----- INFORMATION SUPPLIED
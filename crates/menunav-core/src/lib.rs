//! Menunav Core Library
//!
//! Focus navigation and interaction registries for themeable menu screens:
//! which widget has focus, how arrows, Tab and the mouse move it, in which
//! order widgets paint, and the theme editor that moves and resizes them.

pub mod draw;
pub mod edit;
pub mod element;
pub mod elements;
pub mod error;
pub mod focus;
pub mod geometry;
pub mod hotspot;
pub mod input;
pub mod interaction;
pub mod layout;
pub mod mouse;
pub mod navigation;
pub mod registry;
pub mod screen;
pub mod settings;

pub use draw::DrawItem;
pub use edit::{DragDelta, DragQuantizer};
pub use element::{Element, ElementKind, ElementState};
pub use error::{InteractionError, InteractionResult};
pub use focus::{Interactions, TabDirection};
pub use geometry::Bounds;
pub use input::{Key, KeyEvent, Modifiers, MouseEvent};
pub use interaction::{ElementRef, ElementSource, InteractionIndex};
pub use layout::{ElementSpec, LayoutProvider, ScreenLayout};
pub use navigation::{Direction, DirectionalPlan, NavCandidate, NavStage};
pub use registry::Registry;
pub use screen::{Registries, RegistryMember, Screen};
pub use settings::{KeyScheme, NavigationMode, ScreenSettings, SerializableColor};
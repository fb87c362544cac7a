//! Song browser.

use crate::element::{Element, ElementKind, ElementState};
use crate::geometry::Bounds;
use serde::{Deserialize, Serialize};

/// Song browser. Highlighted means the list is expanded and owns the
/// arrow keys.
#[derive(Debug, Clone, Default, Serialize, Deserialize)]
pub struct SongList {
    pub bounds: Bounds,
    #[serde(default)]
    pub songs: Vec<String>,
    #[serde(skip)]
    state: ElementState,
}

impl SongList {
    pub fn new(bounds: Bounds) -> Self {
        Self {
            bounds,
            songs: Vec::new(),
            state: ElementState::default(),
        }
    }
}

impl Element for SongList {
    fn kind(&self) -> ElementKind {
        ElementKind::SongList
    }

    fn bounds(&self) -> Bounds {
        self.bounds
    }

    fn is_visible(&self) -> bool {
        self.state.visible
    }

    fn set_visible(&mut self, visible: bool) {
        self.state.visible = visible;
    }

    fn is_enabled(&self) -> bool {
        self.state.visible
    }

    fn is_selected(&self) -> bool {
        self.state.selected
    }

    fn set_selected(&mut self, selected: bool) {
        self.state.selected = selected;
    }

    fn is_highlighted(&self) -> bool {
        self.state.highlighted
    }

    fn set_highlighted(&mut self, highlighted: bool) {
        self.state.highlighted = highlighted;
    }

    fn move_by(&mut self, dx: f64, dy: f64) {
        self.bounds.translate(dx, dy);
    }

    fn resize_by(&mut self, dw: f64, dh: f64) {
        self.bounds.resize(dw, dh);
    }
}

#[cfg(test)]
mod tests {
    use super::*;

    #[test]
    fn test_song_list_highlight() {
        let mut list = SongList::new(Bounds::new(0.0, 0.0, 400.0, 600.0, 0.0));
        list.set_highlighted(true);
        assert!(list.is_highlighted());
        assert!(list.is_edit_only());
    }
}
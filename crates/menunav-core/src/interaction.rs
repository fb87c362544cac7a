//! The interaction index: tab order across every registry of a scope.

use crate::element::{Element, ElementKind};
use serde::{Deserialize, Serialize};

/// Reference to one element: its kind and its index in that kind's registry.
#[derive(Debug, Clone, Copy, PartialEq, Eq, Hash, Serialize, Deserialize)]
pub struct ElementRef {
    pub kind: ElementKind,
    pub index: usize,
}

impl ElementRef {
    pub fn new(kind: ElementKind, index: usize) -> Self {
        Self { kind, index }
    }
}

/// Resolves element references for one interaction scope.
///
/// A screen resolves through its typed registries; a composite widget
/// resolves through its own list of child elements.
pub trait ElementSource {
    fn element(&self, element: ElementRef) -> Option<&dyn Element>;

    fn element_mut(&mut self, element: ElementRef) -> Option<&mut dyn Element>;
}

impl ElementSource for Vec<Box<dyn Element>> {
    fn element(&self, element: ElementRef) -> Option<&dyn Element> {
        match self.get(element.index) {
            Some(boxed) if boxed.kind() == element.kind => {
                let element: &dyn Element = &**boxed;
                Some(element)
            }
            _ => None,
        }
    }

    fn element_mut(&mut self, element: ElementRef) -> Option<&mut dyn Element> {
        match self.get_mut(element.index) {
            Some(boxed) if boxed.kind() == element.kind => {
                let element: &mut dyn Element = &mut **boxed;
                Some(element)
            }
            _ => None,
        }
    }
}

/// Ordered, append-only list of element references.
#[derive(Debug, Clone, Default)]
pub struct InteractionIndex {
    entries: Vec<ElementRef>,
}

impl InteractionIndex {
    pub fn new() -> Self {
        Self::default()
    }

    /// Append an entry and return its position.
    pub fn push(&mut self, element: ElementRef) -> usize {
        self.entries.push(element);
        self.entries.len() - 1
    }

    pub fn get(&self, position: usize) -> Option<ElementRef> {
        self.entries.get(position).copied()
    }

    /// Position of the first entry referencing `element`.
    pub fn position_of(&self, element: ElementRef) -> Option<usize> {
        self.entries.iter().position(|entry| *entry == element)
    }

    pub fn len(&self) -> usize {
        self.entries.len()
    }

    pub fn is_empty(&self) -> bool {
        self.entries.is_empty()
    }

    pub fn iter(&self) -> impl Iterator<Item = ElementRef> + '_ {
        self.entries.iter().copied()
    }

    pub fn clear(&mut self) {
        self.entries.clear();
    }
}

#[cfg(test)]
mod tests {
    use super::*;
    use crate::elements::{Button, Text};
    use crate::geometry::Bounds;

    #[test]
    fn test_index_order() {
        let mut index = InteractionIndex::new();
        let a = ElementRef::new(ElementKind::Button, 0);
        let b = ElementRef::new(ElementKind::Slider, 0);
        assert_eq!(index.push(a), 0);
        assert_eq!(index.push(b), 1);
        assert_eq!(index.position_of(b), Some(1));
        assert_eq!(index.get(2), None);
        assert_eq!(index.iter().collect::<Vec<_>>(), vec![a, b]);
        index.clear();
        assert!(index.is_empty());
    }

    #[test]
    fn test_vec_source_checks_kind() {
        let children: Vec<Box<dyn Element>> = vec![
            Box::new(Button::new(Bounds::default(), "A")),
            Box::new(Text::new(Bounds::default(), "label")),
        ];
        assert!(children.element(ElementRef::new(ElementKind::Button, 0)).is_some());
        assert!(children.element(ElementRef::new(ElementKind::Button, 1)).is_none());
        assert!(children.element(ElementRef::new(ElementKind::Text, 1)).is_some());
        assert!(children.element(ElementRef::new(ElementKind::Text, 5)).is_none());
    }
}
//! Push button.

use crate::element::{Element, ElementKind, ElementState};
use crate::geometry::Bounds;
use serde::{Deserialize, Serialize};

/// A labelled button. The only kind with an explicit enabled flag.
#[derive(Debug, Clone, Serialize, Deserialize)]
pub struct Button {
    pub bounds: Bounds,
    /// Caption drawn on the button.
    #[serde(default)]
    pub label: String,
    #[serde(default = "default_enabled")]
    pub enabled: bool,
    #[serde(skip)]
    state: ElementState,
}

fn default_enabled() -> bool {
    true
}

impl Button {
    /// Create a new enabled, visible button.
    pub fn new(bounds: Bounds, label: impl Into<String>) -> Self {
        Self {
            bounds,
            label: label.into(),
            enabled: true,
            state: ElementState::default(),
        }
    }

    /// Builder-style variant of `set_visible`.
    pub fn hidden(mut self) -> Self {
        self.state.visible = false;
        self
    }

    /// Builder-style disable.
    pub fn disabled(mut self) -> Self {
        self.enabled = false;
        self
    }
}

impl Element for Button {
    fn kind(&self) -> ElementKind {
        ElementKind::Button
    }

    fn bounds(&self) -> Bounds {
        self.bounds
    }

    fn is_visible(&self) -> bool {
        self.state.visible
    }

    fn set_visible(&mut self, visible: bool) {
        self.state.visible = visible;
    }

    fn is_enabled(&self) -> bool {
        self.enabled
    }

    fn is_selected(&self) -> bool {
        self.state.selected
    }

    fn set_selected(&mut self, selected: bool) {
        self.state.selected = selected;
    }

    fn move_by(&mut self, dx: f64, dy: f64) {
        self.bounds.translate(dx, dy);
    }

    fn resize_by(&mut self, dw: f64, dh: f64) {
        self.bounds.resize(dw, dh);
    }
}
----------
YOUR GOAL: Using the entries above, extract exactly the span from the line with "fn element(&self, element: ElementRef) -> Option<&dyn Element>;" to the line with "self.entries.push(element);", both lines included; leave out everything else.

TASK RESPONSE:
    fn element(&self, element: ElementRef) -> Option<&dyn Element>;

    fn element_mut(&mut self, element: ElementRef) -> Option<&mut dyn Element>;
}

impl ElementSource for Vec<Box<dyn Element>> {
    fn element(&self, element: ElementRef) -> Option<&dyn Element> {
        match self.get(element.index) {
            Some(boxed) if boxed.kind() == element.kind => {
                let element: &dyn Element = &**boxed;
                Some(element)
            }
            _ => None,
        }
    }

    fn element_mut(&mut self, element: ElementRef) -> Option<&mut dyn Element> {
        match self.get_mut(element.index) {
            Some(boxed) if boxed.kind() == element.kind => {
                let element: &mut dyn Element = &mut **boxed;
                Some(element)
            }
            _ => None,
        }
    }
}

/// Ordered, append-only list of element references.
#[derive(Debug, Clone, Default)]
pub struct InteractionIndex {
    entries: Vec<ElementRef>,
}

impl InteractionIndex {
    pub fn new() -> Self {
        Self::default()
    }

    /// Append an entry and return its position.
    pub fn push(&mut self, element: ElementRef) -> usize {
        self.entries.push(element);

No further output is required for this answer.